The current position, known as the 8th Amendment, which was voted into the Constitution by referendum in 1983, prohibits abortion in all circumstances except when the life of the mother is endangered. The life of the unborn child and that of the mother are regarded equally.

In a pastoral letter to his diocese, Bishop Kearon, a former secretary-general of the Anglican Communion, said that today’s biology was in harmony with the Early Church Fathers on the matter of when human life began. St Augustine and St Thomas Aquinas both contended that life did not begin at conception, he wrote. “We find speculation about the beginning of life, often equating it with ensoulment or with the time when the mother first ‘feels life’, or movement, all of which are stages long after conception has taken place.”

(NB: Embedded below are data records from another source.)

//! Secret value storage.
//!
//! Passwords, application keys and tokens parsed from a connection string are
//! held in [`SecureString`] so they never show up in `Debug` or `Display`
//! output or in log lines.

use std::fmt;
use zeroize::Zeroize;

/// Secure string that zeros memory on drop and never displays its contents.
#[derive(Clone, PartialEq, Eq)]
pub struct SecureString {
    data: Vec<u8>,
}

impl SecureString {
    /// Wrap a secret value.
    pub fn new(s: impl Into<String>) -> Self {
        Self {
            data: s.into().into_bytes(),
        }
    }

    /// Borrow the secret (never log the result).
    pub fn expose(&self) -> &str {
        // Only ever constructed from a `String`
        std::str::from_utf8(&self.data).unwrap_or_default()
    }

    pub fn is_empty(&self) -> bool {
        self.data.is_empty()
    }
}

impl From<&str> for SecureString {
    fn from(s: &str) -> Self {
        Self::new(s)
    }
}

impl From<String> for SecureString {
    fn from(s: String) -> Self {
        Self::new(s)
    }
}

impl Zeroize for SecureString {
    fn zeroize(&mut self) {
        self.data.zeroize();
    }
}

impl Drop for SecureString {
    fn drop(&mut self) {
        self.zeroize();
    }
}

impl fmt::Debug for SecureString {
    fn fmt(&self, f: &mut fmt::Formatter<'_>) -> fmt::Result {
        write!(f, "SecureString(<redacted>)")
    }
}

impl fmt::Display for SecureString {
    fn fmt(&self, f: &mut fmt::Formatter<'_>) -> fmt::Result {
        write!(f, "<redacted>")
    }
}

/// Secret binary material such as a PKCS#12 certificate.
#[derive(Clone, PartialEq, Eq)]
pub struct SecureBytes {
    data: Vec<u8>,
}

impl SecureBytes {
    pub fn new(data: Vec<u8>) -> Self {
        Self { data }
    }

    pub fn expose(&self) -> &[u8] {
        &self.data
    }

    pub fn is_empty(&self) -> bool {
        self.data.is_empty()
    }
}

impl Zeroize for SecureBytes {
    fn zeroize(&mut self) {
        self.data.zeroize();
    }
}

impl Drop for SecureBytes {
    fn drop(&mut self) {
        self.zeroize();
    }
}

impl fmt::Debug for SecureBytes {
    fn fmt(&self, f: &mut fmt::Formatter<'_>) -> fmt::Result {
        write!(f, "SecureBytes({} bytes, <redacted>)", self.data.len())
    }
}
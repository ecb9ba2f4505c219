//! Token sources behind a [`TokenProvider`](super::TokenProvider).

use crate::connection::SecureString;
use async_trait::async_trait;
use azure_core::credentials::TokenCredential;
use std::sync::Arc;
use tracing::debug;

/// Something that can produce a bearer token for a set of scopes.
///
/// Errors are reported as messages; the provider attaches the method.
#[async_trait]
pub(crate) trait TokenSource: Send + Sync {
    async fn token(&self, scopes: &[&str]) -> Result<SecureString, String>;
}

/// A token supplied up front and returned verbatim.
pub(crate) struct StaticToken {
    token: SecureString,
}

impl StaticToken {
    pub(crate) fn new(token: SecureString) -> Self {
        Self { token }
    }
}

#[async_trait]
impl TokenSource for StaticToken {
    async fn token(&self, _scopes: &[&str]) -> Result<SecureString, String> {
        Ok(self.token.clone())
    }
}

/// Adapter over an Azure SDK credential. Caching and refresh are handled by
/// the SDK.
pub(crate) struct SdkCredential {
    credential: Arc<dyn TokenCredential>,
}

impl SdkCredential {
    pub(crate) fn new(credential: Arc<dyn TokenCredential>) -> Self {
        Self { credential }
    }
}

#[async_trait]
impl TokenSource for SdkCredential {
    async fn token(&self, scopes: &[&str]) -> Result<SecureString, String> {
        let access_token = self
            .credential
            .get_token(scopes, None)
            .await
            .map_err(|e| e.to_string())?;

        Ok(SecureString::new(access_token.token.secret()))
    }
}

/// Tries each credential in order; the first token wins.
pub(crate) struct CredentialChain {
    links: Vec<(&'static str, Arc<dyn TokenCredential>)>,
}

impl CredentialChain {
    pub(crate) fn new(links: Vec<(&'static str, Arc<dyn TokenCredential>)>) -> Self {
        Self { links }
    }
}

#[async_trait]
impl TokenSource for CredentialChain {
    async fn token(&self, scopes: &[&str]) -> Result<SecureString, String> {
        let mut failures = Vec::with_capacity(self.links.len());

        for (name, credential) in &self.links {
            match credential.get_token(scopes, None).await {
                Ok(access_token) => {
                    debug!(credential = *name, "credential chain produced a token");
                    return Ok(SecureString::new(access_token.token.secret()));
                }
                Err(e) => {
                    debug!(credential = *name, error = %e, "credential chain link failed");
                    failures.push(format!("{}: {}", name, e));
                }
            }
        }

        Err(format!(
            "no credential in the chain produced a token ({})",
            failures.join("; ")
        ))
    }
}
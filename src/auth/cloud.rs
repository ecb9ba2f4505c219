//! Cloud endpoints used to authenticate against a cluster.
//!
//! A cluster publishes its AAD settings at `/v1/rest/auth/metadata`. The
//! defaults here are the public cloud's; sovereign clouds load theirs with
//! [`CloudInfo::from_metadata_json`].

use crate::error::AuthError;
use serde::{Deserialize, Serialize};

pub const DEFAULT_LOGIN_ENDPOINT: &str = "https://login.microsoftonline.com";
pub const DEFAULT_KUSTO_CLIENT_APP_ID: &str = "db662dc1-0cfe-4e1c-a843-19a68e65be58";
pub const DEFAULT_REDIRECT_URI: &str = "https://microsoft/kustoclient";
pub const DEFAULT_KUSTO_SERVICE_RESOURCE_ID: &str = "https://kusto.kusto.windows.net";
pub const DEFAULT_FIRST_PARTY_AUTHORITY_URL: &str =
    "https://login.microsoftonline.com/f8cdef31-a31e-4b4a-93e4-5f571e91255a";

/// Tenant used by user flows when no authority id is configured.
pub const ORGANIZATIONS_TENANT: &str = "organizations";

/// AAD settings of a cloud.
#[derive(Debug, Clone, PartialEq, Eq, Serialize, Deserialize)]
#[serde(rename_all = "PascalCase", default)]
pub struct CloudInfo {
    pub login_endpoint: String,
    pub login_mfa_required: bool,
    pub kusto_client_app_id: String,
    pub kusto_client_redirect_uri: String,
    pub kusto_service_resource_id: String,
    pub first_party_authority_url: String,
}

#[derive(Deserialize)]
struct MetadataDocument {
    #[serde(rename = "AzureAD")]
    azure_ad: Option<CloudInfo>,
}

impl Default for CloudInfo {
    fn default() -> Self {
        Self {
            login_endpoint: DEFAULT_LOGIN_ENDPOINT.to_string(),
            login_mfa_required: false,
            kusto_client_app_id: DEFAULT_KUSTO_CLIENT_APP_ID.to_string(),
            kusto_client_redirect_uri: DEFAULT_REDIRECT_URI.to_string(),
            kusto_service_resource_id: DEFAULT_KUSTO_SERVICE_RESOURCE_ID.to_string(),
            first_party_authority_url: DEFAULT_FIRST_PARTY_AUTHORITY_URL.to_string(),
        }
    }
}

impl CloudInfo {
    /// Parse the body of a cluster's `/v1/rest/auth/metadata` response.
    ///
    /// A document without an `AzureAD` section yields the defaults.
    pub fn from_metadata_json(json: &str) -> Result<Self, AuthError> {
        let document: MetadataDocument = serde_json::from_str(json)?;
        let info = document.azure_ad.unwrap_or_default();
        if info.login_endpoint.is_empty() || info.kusto_service_resource_id.is_empty() {
            return Err(AuthError::InvalidCloudInfo(
                "LoginEndpoint and KustoServiceResourceId are required".to_string(),
            ));
        }
        Ok(info)
    }

    /// Resource id to request tokens for; MFA clouds use the `kustomfa` resource.
    pub fn resource_id(&self) -> String {
        let resource = self.kusto_service_resource_id.trim_end_matches('/');
        if self.login_mfa_required {
            resource.replacen(".kusto.", ".kustomfa.", 1)
        } else {
            resource.to_string()
        }
    }

    /// OAuth scopes for the cluster.
    pub fn scopes(&self) -> Vec<String> {
        vec![format!("{}/.default", self.resource_id())]
    }

    fn login_base(&self) -> &str {
        self.login_endpoint.trim_end_matches('/')
    }

    pub fn authorize_endpoint(&self, tenant: &str) -> String {
        format!("{}/{}/oauth2/v2.0/authorize", self.login_base(), tenant)
    }

    pub fn token_endpoint(&self, tenant: &str) -> String {
        format!("{}/{}/oauth2/v2.0/token", self.login_base(), tenant)
    }

    pub fn device_code_endpoint(&self, tenant: &str) -> String {
        format!("{}/{}/oauth2/v2.0/devicecode", self.login_base(), tenant)
    }
}
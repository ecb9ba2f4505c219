//! Public-client user flows backed by the `oauth2` crate.
//!
//! The Azure SDK for Rust ships no username/password or interactive user
//! credential, so these two methods run the standard OAuth2 resource owner
//! password and device authorization grants against the cloud's AAD
//! endpoints, using the cluster's first-party client app id unless an
//! application client id is configured.

use crate::auth::cloud::{CloudInfo, ORGANIZATIONS_TENANT};
use crate::auth::source::TokenSource;
use crate::connection::SecureString;
use async_trait::async_trait;
use oauth2::basic::BasicClient;
use oauth2::reqwest::async_http_client;
use oauth2::{
    AuthType, AuthUrl, ClientId, DeviceAuthorizationUrl, ResourceOwnerPassword,
    ResourceOwnerUsername, Scope, StandardDeviceAuthorizationResponse, TokenResponse, TokenUrl,
};
use std::fmt;
use std::sync::Arc;
use std::time::{Duration, Instant};
use tokio::sync::Mutex;
use tracing::{debug, warn};

/// Tokens are refreshed this long before they expire.
const REFRESH_MARGIN: Duration = Duration::from_secs(300);

/// What the user must do to finish an interactive login.
#[derive(Debug, Clone, PartialEq, Eq)]
pub struct DeviceCodePrompt {
    pub verification_uri: String,
    pub user_code: String,
    /// Domain hint from the connection string, if any
    pub domain_hint: Option<String>,
}

impl fmt::Display for DeviceCodePrompt {
    fn fmt(&self, f: &mut fmt::Formatter<'_>) -> fmt::Result {
        write!(
            f,
            "To sign in, open {} and enter the code {}",
            self.verification_uri, self.user_code
        )?;
        if let Some(hint) = &self.domain_hint {
            write!(f, " (sign in with your {} account)", hint)?;
        }
        Ok(())
    }
}

/// Called when an interactive login needs the user.
pub type DeviceCodeCallback = Arc<dyn Fn(&DeviceCodePrompt) + Send + Sync>;

/// Build the OAuth2 public client for a tenant.
pub(crate) fn public_client(
    cloud: &CloudInfo,
    client_id: Option<&str>,
    tenant: Option<&str>,
) -> Result<BasicClient, String> {
    let tenant = tenant.unwrap_or(ORGANIZATIONS_TENANT);
    let client_id = client_id.unwrap_or(cloud.kusto_client_app_id.as_str());

    let auth_url = AuthUrl::new(cloud.authorize_endpoint(tenant))
        .map_err(|e| format!("invalid authorize endpoint: {}", e))?;
    let token_url = TokenUrl::new(cloud.token_endpoint(tenant))
        .map_err(|e| format!("invalid token endpoint: {}", e))?;
    let device_url = DeviceAuthorizationUrl::new(cloud.device_code_endpoint(tenant))
        .map_err(|e| format!("invalid device code endpoint: {}", e))?;

    debug!(tenant, client_id, "created public client");

    Ok(BasicClient::new(
        ClientId::new(client_id.to_string()),
        None,
        auth_url,
        Some(token_url),
    )
    .set_auth_type(AuthType::RequestBody)
    .set_device_authorization_url(device_url))
}

fn to_scopes<'a>(scopes: &'a [&'a str]) -> impl Iterator<Item = Scope> + 'a {
    scopes.iter().map(|scope| Scope::new(scope.to_string()))
}

struct CachedToken {
    token: SecureString,
    refresh_at: Instant,
}

impl CachedToken {
    fn new(token: SecureString, expires_in: Option<Duration>, now: Instant) -> Self {
        // Tokens without a lifetime are not reused
        let lifetime = expires_in.unwrap_or_default();
        Self {
            token,
            refresh_at: now + lifetime.saturating_sub(REFRESH_MARGIN),
        }
    }

    fn is_fresh(&self, now: Instant) -> bool {
        now < self.refresh_at
    }
}

type TokenSlot = Mutex<Option<CachedToken>>;

fn cached(slot: &Option<CachedToken>) -> Option<SecureString> {
    slot.as_ref()
        .filter(|cached| cached.is_fresh(Instant::now()))
        .map(|cached| cached.token.clone())
}

/// Resource owner password grant.
pub(crate) struct UsernamePasswordFlow {
    client: BasicClient,
    username: String,
    password: SecureString,
    cache: TokenSlot,
}

impl UsernamePasswordFlow {
    pub(crate) fn new(client: BasicClient, username: String, password: SecureString) -> Self {
        Self {
            client,
            username,
            password,
            cache: Mutex::new(None),
        }
    }
}

#[async_trait]
impl TokenSource for UsernamePasswordFlow {
    async fn token(&self, scopes: &[&str]) -> Result<SecureString, String> {
        let mut slot = self.cache.lock().await;
        if let Some(token) = cached(&slot) {
            return Ok(token);
        }

        let username = ResourceOwnerUsername::new(self.username.clone());
        let password = ResourceOwnerPassword::new(self.password.expose().to_string());
        let response = self
            .client
            .exchange_password(&username, &password)
            .add_scopes(to_scopes(scopes))
            .request_async(async_http_client)
            .await
            .map_err(|e| e.to_string())?;

        debug!(user = %self.username, "acquired user token");

        let token = SecureString::new(response.access_token().secret().as_str());
        *slot = Some(CachedToken::new(
            token.clone(),
            response.expires_in(),
            Instant::now(),
        ));
        Ok(token)
    }
}

/// Device authorization grant. The user completes sign-in in a browser,
/// possibly on another machine.
pub(crate) struct DeviceCodeFlow {
    client: BasicClient,
    domain_hint: Option<String>,
    on_prompt: Option<DeviceCodeCallback>,
    cache: TokenSlot,
}

impl DeviceCodeFlow {
    pub(crate) fn new(
        client: BasicClient,
        domain_hint: Option<String>,
        on_prompt: Option<DeviceCodeCallback>,
    ) -> Self {
        Self {
            client,
            domain_hint,
            on_prompt,
            cache: Mutex::new(None),
        }
    }
}

#[async_trait]
impl TokenSource for DeviceCodeFlow {
    async fn token(&self, scopes: &[&str]) -> Result<SecureString, String> {
        let mut slot = self.cache.lock().await;
        if let Some(token) = cached(&slot) {
            return Ok(token);
        }

        let details: StandardDeviceAuthorizationResponse = self
            .client
            .exchange_device_code()
            .map_err(|e| e.to_string())?
            .add_scopes(to_scopes(scopes))
            .request_async(async_http_client)
            .await
            .map_err(|e| e.to_string())?;

        let prompt = DeviceCodePrompt {
            verification_uri: details.verification_uri().to_string(),
            user_code: details.user_code().secret().to_string(),
            domain_hint: self.domain_hint.clone(),
        };
        warn!(
            verification_uri = %prompt.verification_uri,
            user_code = %prompt.user_code,
            "interactive login required"
        );
        if let Some(on_prompt) = &self.on_prompt {
            on_prompt(&prompt);
        }

        let response = self
            .client
            .exchange_device_access_token(&details)
            .request_async(async_http_client, tokio::time::sleep, None)
            .await
            .map_err(|e| e.to_string())?;

        let token = SecureString::new(response.access_token().secret().as_str());
        *slot = Some(CachedToken::new(
            token.clone(),
            response.expires_in(),
            Instant::now(),
        ));
        Ok(token)
    }
}
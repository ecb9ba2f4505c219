//! Connection string keywords and their accepted aliases.

use std::fmt;

/// Canonical connection string keyword.
#[derive(Debug, Clone, Copy, PartialEq, Eq, Hash)]
pub enum Keyword {
    DataSource,
    AadUserId,
    Password,
    ApplicationClientId,
    ApplicationKey,
    ApplicationCertificate,
    ApplicationCertificateX5c,
    AuthorityId,
    ApplicationToken,
    UserToken,
    MsiAuthentication,
    ManagedServiceIdentity,
    AzCli,
    InteractiveLogin,
    DomainHint,
}

impl Keyword {
    /// Resolve a raw key. Matching ignores case and surrounding whitespace.
    pub fn lookup(raw: &str) -> Option<Self> {
        let key = raw.trim().to_lowercase();
        let keyword = match key.as_str() {
            "data source" | "datasource" | "addr" | "address" | "network address" | "server" => {
                Keyword::DataSource
            }
            "aad user id" | "aaduserid" => Keyword::AadUserId,
            "password" | "pwd" => Keyword::Password,
            "application client id" | "applicationclientid" | "appclientid" => {
                Keyword::ApplicationClientId
            }
            "application key" | "applicationkey" | "appkey" => Keyword::ApplicationKey,
            "application certificate" | "applicationcertificate" => {
                Keyword::ApplicationCertificate
            }
            "application certificate x5c" | "sendx5c" => Keyword::ApplicationCertificateX5c,
            "authority id" | "authorityid" | "authority" | "tenantid" | "tenant" | "tid" => {
                Keyword::AuthorityId
            }
            "application token" | "applicationtoken" | "apptoken" => Keyword::ApplicationToken,
            "user token" | "usertoken" | "usrtoken" => Keyword::UserToken,
            "msi_auth" | "msi_authentication" | "msiauthentication" | "msi authentication" => {
                Keyword::MsiAuthentication
            }
            "managedserviceidentity" | "managed service identity" => {
                Keyword::ManagedServiceIdentity
            }
            "az cli" | "azcli" => Keyword::AzCli,
            "interactive login" | "interactivelogin" => Keyword::InteractiveLogin,
            "domain hint" | "domainhint" => Keyword::DomainHint,
            _ => return None,
        };
        Some(keyword)
    }

    /// Name used when rendering a connection string.
    pub fn canonical_name(&self) -> &'static str {
        match self {
            Keyword::DataSource => "Data Source",
            Keyword::AadUserId => "AAD User ID",
            Keyword::Password => "Password",
            Keyword::ApplicationClientId => "Application Client Id",
            Keyword::ApplicationKey => "Application Key",
            Keyword::ApplicationCertificate => "Application Certificate",
            Keyword::ApplicationCertificateX5c => "Application Certificate x5c",
            Keyword::AuthorityId => "Authority Id",
            Keyword::ApplicationToken => "Application Token",
            Keyword::UserToken => "User Token",
            Keyword::MsiAuthentication => "MSI Authentication",
            Keyword::ManagedServiceIdentity => "Managed Service Identity",
            Keyword::AzCli => "AZ CLI",
            Keyword::InteractiveLogin => "Interactive Login",
            Keyword::DomainHint => "Domain Hint",
        }
    }

    /// Whether the value is a secret and must be redacted when rendered.
    pub fn is_secret(&self) -> bool {
        matches!(
            self,
            Keyword::Password
                | Keyword::ApplicationKey
                | Keyword::ApplicationToken
                | Keyword::UserToken
        )
    }
}

impl fmt::Display for Keyword {
    fn fmt(&self, f: &mut fmt::Formatter<'_>) -> fmt::Result {
        f.write_str(self.canonical_name())
    }
}
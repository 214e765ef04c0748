//! API Handlers
//!
//! HTTP request handlers for each cache server endpoint.

use std::sync::Arc;

use axum::{
    body::Bytes,
    extract::{Path, State},
    http::StatusCode,
};
use tracing::debug;

use crate::cache::Cache;
use crate::error::{CacheError, Result};

/// Application state shared across all handlers.
///
/// Holds whichever backend was selected at startup.
#[derive(Clone)]
pub struct AppState {
    pub cache: Arc<dyn Cache>,
}

impl AppState {
    /// Creates a new AppState around a shared cache.
    pub fn new(cache: Arc<dyn Cache>) -> Self {
        Self { cache }
    }

    /// Creates a new AppState taking ownership of a cache backend.
    pub fn from_cache<C: Cache + 'static>(cache: C) -> Self {
        Self::new(Arc::new(cache))
    }
}

/// Handler for GET /:key
///
/// Returns the raw value as the response body.
pub async fn get_handler(
    State(state): State<AppState>,
    Path(key): Path<String>,
) -> Result<String> {
    if key.is_empty() {
        return Err(CacheError::NotFound(key));
    }
    debug!(key = %key, "Received GET key request");

    match state.cache.get(&key).await {
        Some(value) => {
            debug!(key = %key, "Cache hit");
            Ok(value)
        }
        None => {
            debug!(key = %key, "Cache miss");
            Err(CacheError::NotFound(key))
        }
    }
}

/// Handler for POST /:key
///
/// Stores the request body under `key`. The body must be non-empty UTF-8.
pub async fn set_handler(
    State(state): State<AppState>,
    Path(key): Path<String>,
    body: Bytes,
) -> Result<StatusCode> {
    if key.is_empty() {
        return Err(CacheError::InvalidRequest("Key cannot be empty".to_string()));
    }
    debug!(key = %key, "Received POST key request");

    if body.is_empty() {
        return Err(CacheError::InvalidRequest(
            "Value cannot be empty".to_string(),
        ));
    }

    let value = String::from_utf8(body.to_vec())
        .map_err(|_| CacheError::InvalidRequest("Value must be valid UTF-8".to_string()))?;

    state.cache.set(&key, value).await?;
    Ok(StatusCode::CREATED)
}

/// Handler for GET / (no key)
pub async fn missing_key_get_handler() -> CacheError {
    CacheError::NotFound(String::new())
}

/// Handler for POST / (no key)
pub async fn missing_key_set_handler() -> CacheError {
    CacheError::InvalidRequest("Key cannot be empty".to_string())
}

Criticising the 12-week proposal by the government, he said that it was designed to deal with the problem of women’s obtaining the abortion pill over the internet, and, if abortion were legalised for a short time, this would allow for proper medical supervision and proper services. “That is hardly an ethical argument,” Bishop Kearon said.

Noting that the Church of Ireland rarely adopted an official stance on such issues, he said: “The Church offers guidance and help to those making decisions while respecting the rights of all to differ from that advice and to decide freely according to their own conscience.”

The Archbishop of Armagh, Dr Richard Clarke, and the Archbishop of Dublin, Dr Michael Jackson, have said, in an earlier statement, that they favoured modification of the current position to allow the government to take legislative responsibility on the termination of pregnancy (News, 6 April).

In Co. Donegal, 26 leaders and lay members of Evangelical churches have stated their opposition to a change in the status quo. “As a nation, our history shows that we have failed mothers and babies. We have created stigma and shame instead of creating an environment of grace and love,” a statement said.

“We need to do better — better at compassion, better at support from conception, better at alternatives like adoption. But our past failings do not give us the right to determine who should be born and who should not.”